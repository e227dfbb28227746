//! Statement file parsing
//!
//! A dropped file holds either a single JSON statement object or a JSON array
//! of them; an array yields one record per element, in list order.

use std::io::ErrorKind;
use std::path::Path;

use crate::ledgerstream::datasource::types::RawRecord;

/// Outcome of reading one queued statement file.
///
/// Failure handling is part of the interface rather than caught ad hoc: a
/// `Gone` file has nothing left to dispose of, a `Malformed` file is a
/// quarantine candidate.
#[derive(Debug)]
pub enum FileReadOutcome {
    /// File parsed successfully; records in emission order
    Records(Vec<RawRecord>),
    /// File vanished between enqueue and read
    Gone,
    /// Content could not be read or decoded; carries the reason for the
    /// quarantine report
    Malformed(String),
}

/// Read and decode one statement file.
pub fn read_statement_file(path: &Path) -> FileReadOutcome {
    let raw = match std::fs::read_to_string(path) {
        Ok(raw) => raw,
        Err(e) if e.kind() == ErrorKind::NotFound => return FileReadOutcome::Gone,
        Err(e) => return FileReadOutcome::Malformed(format!("Read error: {}", e)),
    };

    match serde_json::from_str::<RawRecord>(&raw) {
        Ok(RawRecord::Array(items)) => FileReadOutcome::Records(items),
        Ok(value) => FileReadOutcome::Records(vec![value]),
        Err(e) => FileReadOutcome::Malformed(format!("JSON decode error: {}", e)),
    }
}
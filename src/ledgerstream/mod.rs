pub mod datasource;
pub mod statement;
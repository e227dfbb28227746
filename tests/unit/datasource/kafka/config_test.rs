//! Tests for Kafka source configuration

use ledgerstream::ledgerstream::datasource::kafka::config::{KafkaSourceConfig, OffsetReset};
use std::collections::HashMap;
use std::time::Duration;

#[test]
fn test_defaults_match_deployment() {
    let config = KafkaSourceConfig::default();
    assert_eq!(config.brokers, "localhost:9092");
    assert_eq!(config.topic, "financial-statements");
    assert_eq!(config.group_id, "statement-processor");
    assert_eq!(config.auto_offset_reset, OffsetReset::Latest);
    assert!(config.enable_auto_commit);
    assert_eq!(config.auto_commit_interval_ms, 5000);
    assert_eq!(config.poll_timeout(), Duration::from_secs(10));
    assert!(config.validate().is_ok());
}

#[test]
fn test_from_properties_overrides() {
    let mut props = HashMap::new();
    props.insert(
        "bootstrap.servers".to_string(),
        "broker1:9092,broker2:9092".to_string(),
    );
    props.insert("topic".to_string(), "statements.eu".to_string());
    props.insert("group.id".to_string(), "renderer".to_string());
    props.insert("auto.offset.reset".to_string(), "earliest".to_string());
    props.insert("enable.auto.commit".to_string(), "false".to_string());
    props.insert("auto.commit.interval.ms".to_string(), "2500".to_string());
    props.insert("poll.timeout.ms".to_string(), "750".to_string());

    let config = KafkaSourceConfig::from_properties(&props);
    assert_eq!(config.brokers, "broker1:9092,broker2:9092");
    assert_eq!(config.topic, "statements.eu");
    assert_eq!(config.group_id, "renderer");
    assert_eq!(config.auto_offset_reset, OffsetReset::Earliest);
    assert!(!config.enable_auto_commit);
    assert_eq!(config.auto_commit_interval_ms, 2500);
    assert_eq!(config.poll_timeout(), Duration::from_millis(750));
}

#[test]
fn test_from_properties_falls_back_to_defaults() {
    let config = KafkaSourceConfig::from_properties(&HashMap::new());
    assert_eq!(config.brokers, KafkaSourceConfig::default().brokers);
    assert_eq!(config.topic, KafkaSourceConfig::default().topic);
}

#[test]
fn test_offset_reset_parsing() {
    assert_eq!(OffsetReset::parse_or_default("earliest"), OffsetReset::Earliest);
    assert_eq!(OffsetReset::parse_or_default("LATEST"), OffsetReset::Latest);
    // Unknown values fall back to the default rather than failing.
    assert_eq!(OffsetReset::parse_or_default("newest"), OffsetReset::Latest);
    assert_eq!(OffsetReset::Earliest.as_rdkafka_value(), "earliest");
    assert_eq!(OffsetReset::Latest.as_rdkafka_value(), "latest");
}

#[test]
fn test_validate_rejects_empty_fields() {
    let mut config = KafkaSourceConfig::default();
    config.topic = String::new();
    assert!(config.validate().is_err());

    let mut config = KafkaSourceConfig::default();
    config.brokers = String::new();
    assert!(config.validate().is_err());

    let mut config = KafkaSourceConfig::default();
    config.group_id = String::new();
    assert!(config.validate().is_err());
}

#[test]
fn test_validate_rejects_bad_topic_names() {
    let mut config = KafkaSourceConfig::default();
    config.topic = "statements with spaces".to_string();
    assert!(config.validate().is_err());

    config.topic = "x".repeat(250);
    assert!(config.validate().is_err());

    config.topic = "valid.topic_name-1".to_string();
    assert!(config.validate().is_ok());
}

#[test]
fn test_from_env_overrides() {
    std::env::set_var("KAFKA_BOOTSTRAP_SERVERS", "env-broker:9092");
    std::env::set_var("KAFKA_TOPIC", "env-statements");
    std::env::set_var("KAFKA_GROUP_ID", "env-group");
    std::env::set_var("KAFKA_AUTO_OFFSET_RESET", "earliest");

    let config = KafkaSourceConfig::from_env();
    assert_eq!(config.brokers, "env-broker:9092");
    assert_eq!(config.topic, "env-statements");
    assert_eq!(config.group_id, "env-group");
    assert_eq!(config.auto_offset_reset, OffsetReset::Earliest);

    std::env::remove_var("KAFKA_BOOTSTRAP_SERVERS");
    std::env::remove_var("KAFKA_TOPIC");
    std::env::remove_var("KAFKA_GROUP_ID");
    std::env::remove_var("KAFKA_AUTO_OFFSET_RESET");
}
//! Source abstraction trait
//!
//! One uniform capability contract for every statement source backend.
//! Concrete adapters (Kafka consumer-group subscription, watched directory)
//! implement it directly, without an inheritance hierarchy; the manager owns
//! one boxed adapter at a time.

use async_trait::async_trait;
use std::time::Duration;

use super::types::{DataSourceError, RawRecord, SourceStatus};

/// Core trait for statement record sources
#[async_trait]
pub trait DataSource: Send + Sync {
    /// Establish the backend connection.
    ///
    /// Returns `false` on failure; connection problems are reported, never
    /// raised. Calling `connect` on an already connected adapter is a no-op
    /// returning `true`.
    async fn connect(&mut self) -> bool;

    /// Consume up to `batch_size` records, waiting at most `timeout`.
    ///
    /// Records are returned in arrival order. An idle source yields an empty
    /// batch once the timeout elapses; an empty batch is a normal outcome,
    /// not an error. A record that fails to decode is excluded and counted,
    /// never aborting the batch.
    async fn consume_batch(
        &mut self,
        batch_size: usize,
        timeout: Duration,
    ) -> Result<Vec<RawRecord>, DataSourceError>;

    /// Release the backend connection.
    ///
    /// Never fails and is safe to call repeatedly; failures during release
    /// are logged by the adapter.
    async fn close(&mut self);

    /// Snapshot of connection state and kind-specific counters.
    fn status(&self) -> SourceStatus;
}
· · · ·
THE TASK:
Please set down each of the entries above exactly as given.

RESULT:
repository e227dfbb28227746
//! Statement file parsing
//!
//! A dropped file holds either a single JSON statement object or a JSON array
//! of them; an array yields one record per element, in list order.

use std::io::ErrorKind;
use std::path::Path;

use crate::ledgerstream::datasource::types::RawRecord;

/// Outcome of reading one queued statement file.
///
/// Failure handling is part of the interface rather than caught ad hoc: a
/// `Gone` file has nothing left to dispose of, a `Malformed` file is a
/// quarantine candidate.
#[derive(Debug)]
pub enum FileReadOutcome {
    /// File parsed successfully; records in emission order
    Records(Vec<RawRecord>),
    /// File vanished between enqueue and read
    Gone,
    /// Content could not be read or decoded; carries the reason for the
    /// quarantine report
    Malformed(String),
}

/// Read and decode one statement file.
pub fn read_statement_file(path: &Path) -> FileReadOutcome {
    let raw = match std::fs::read_to_string(path) {
        Ok(raw) => raw,
        Err(e) if e.kind() == ErrorKind::NotFound => return FileReadOutcome::Gone,
        Err(e) => return FileReadOutcome::Malformed(format!("Read error: {}", e)),
    };

    match serde_json::from_str::<RawRecord>(&raw) {
        Ok(RawRecord::Array(items)) => FileReadOutcome::Records(items),
        Ok(value) => FileReadOutcome::Records(vec![value]),
        Err(e) => FileReadOutcome::Malformed(format!("JSON decode error: {}", e)),
    }
}
filename src/ledgerstream/mod.rs
pub mod datasource;
pub mod statement;
repository e227dfbb28227746
filename tests/unit/datasource/kafka/config_test.rs
//! Tests for Kafka source configuration

use ledgerstream::ledgerstream::datasource::kafka::config::{KafkaSourceConfig, OffsetReset};
use std::collections::HashMap;
use std::time::Duration;

#[test]
fn test_defaults_match_deployment() {
    let config = KafkaSourceConfig::default();
    assert_eq!(config.brokers, "localhost:9092");
    assert_eq!(config.topic, "financial-statements");
    assert_eq!(config.group_id, "statement-processor");
    assert_eq!(config.auto_offset_reset, OffsetReset::Latest);
    assert!(config.enable_auto_commit);
    assert_eq!(config.auto_commit_interval_ms, 5000);
    assert_eq!(config.poll_timeout(), Duration::from_secs(10));
    assert!(config.validate().is_ok());
}

#[test]
fn test_from_properties_overrides() {
    let mut props = HashMap::new();
    props.insert(
        "bootstrap.servers".to_string(),
        "broker1:9092,broker2:9092".to_string(),
    );
    props.insert("topic".to_string(), "statements.eu".to_string());
    props.insert("group.id".to_string(), "renderer".to_string());
    props.insert("auto.offset.reset".to_string(), "earliest".to_string());
    props.insert("enable.auto.commit".to_string(), "false".to_string());
    props.insert("auto.commit.interval.ms".to_string(), "2500".to_string());
    props.insert("poll.timeout.ms".to_string(), "750".to_string());

    let config = KafkaSourceConfig::from_properties(&props);
    assert_eq!(config.brokers, "broker1:9092,broker2:9092");
    assert_eq!(config.topic, "statements.eu");
    assert_eq!(config.group_id, "renderer");
    assert_eq!(config.auto_offset_reset, OffsetReset::Earliest);
    assert!(!config.enable_auto_commit);
    assert_eq!(config.auto_commit_interval_ms, 2500);
    assert_eq!(config.poll_timeout(), Duration::from_millis(750));
}

#[test]
fn test_from_properties_falls_back_to_defaults() {
    let config = KafkaSourceConfig::from_properties(&HashMap::new());
    assert_eq!(config.brokers, KafkaSourceConfig::default().brokers);
    assert_eq!(config.topic, KafkaSourceConfig::default().topic);
}

#[test]
fn test_offset_reset_parsing() {
    assert_eq!(OffsetReset::parse_or_default("earliest"), OffsetReset::Earliest);
    assert_eq!(OffsetReset::parse_or_default("LATEST"), OffsetReset::Latest);
    // Unknown values fall back to the default rather than failing.
    assert_eq!(OffsetReset::parse_or_default("newest"), OffsetReset::Latest);
    assert_eq!(OffsetReset::Earliest.as_rdkafka_value(), "earliest");
    assert_eq!(OffsetReset::Latest.as_rdkafka_value(), "latest");
}

#[test]
fn test_validate_rejects_empty_fields() {
    let mut config = KafkaSourceConfig::default();
    config.topic = String::new();
    assert!(config.validate().is_err());

    let mut config = KafkaSourceConfig::default();
    config.brokers = String::new();
    assert!(config.validate().is_err());

    let mut config = KafkaSourceConfig::default();
    config.group_id = String::new();
    assert!(config.validate().is_err());
}

#[test]
fn test_validate_rejects_bad_topic_names() {
    let mut config = KafkaSourceConfig::default();
    config.topic = "statements with spaces".to_string();
    assert!(config.validate().is_err());

    config.topic = "x".repeat(250);
    assert!(config.validate().is_err());

    config.topic = "valid.topic_name-1".to_string();
    assert!(config.validate().is_ok());
}

#[test]
fn test_from_env_overrides() {
    std::env::set_var("KAFKA_BOOTSTRAP_SERVERS", "env-broker:9092");
    std::env::set_var("KAFKA_TOPIC", "env-statements");
    std::env::set_var("KAFKA_GROUP_ID", "env-group");
    std::env::set_var("KAFKA_AUTO_OFFSET_RESET", "earliest");

    let config = KafkaSourceConfig::from_env();
    assert_eq!(config.brokers, "env-broker:9092");
    assert_eq!(config.topic, "env-statements");
    assert_eq!(config.group_id, "env-group");
    assert_eq!(config.auto_offset_reset, OffsetReset::Earliest);

    std::env::remove_var("KAFKA_BOOTSTRAP_SERVERS");
    std::env::remove_var("KAFKA_TOPIC");
    std::env::remove_var("KAFKA_GROUP_ID");
    std::env::remove_var("KAFKA_AUTO_OFFSET_RESET");
}
//! Source abstraction trait
//!
//! One uniform capability contract for every statement source backend.
//! Concrete adapters (Kafka consumer-group subscription, watched directory)
//! implement it directly, without an inheritance hierarchy; the manager owns
//! one boxed adapter at a time.

use async_trait::async_trait;
use std::time::Duration;

use super::types::{DataSourceError, RawRecord, SourceStatus};

/// Core trait for statement record sources
#[async_trait]
pub trait DataSource: Send + Sync {
    /// Establish the backend connection.
    ///
    /// Returns `false` on failure; connection problems are reported, never
    /// raised. Calling `connect` on an already connected adapter is a no-op
    /// returning `true`.
    async fn connect(&mut self) -> bool;

    /// Consume up to `batch_size` records, waiting at most `timeout`.
    ///
    /// Records are returned in arrival order. An idle source yields an empty
    /// batch once the timeout elapses; an empty batch is a normal outcome,
    /// not an error. A record that fails to decode is excluded and counted,
    /// never aborting the batch.
    async fn consume_batch(
        &mut self,
        batch_size: usize,
        timeout: Duration,
    ) -> Result<Vec<RawRecord>, DataSourceError>;

    /// Release the backend connection.
    ///
    /// Never fails and is safe to call repeatedly; failures during release
    /// are logged by the adapter.
    async fn close(&mut self);

    /// Snapshot of connection state and kind-specific counters.
    fn status(&self) -> SourceStatus;
}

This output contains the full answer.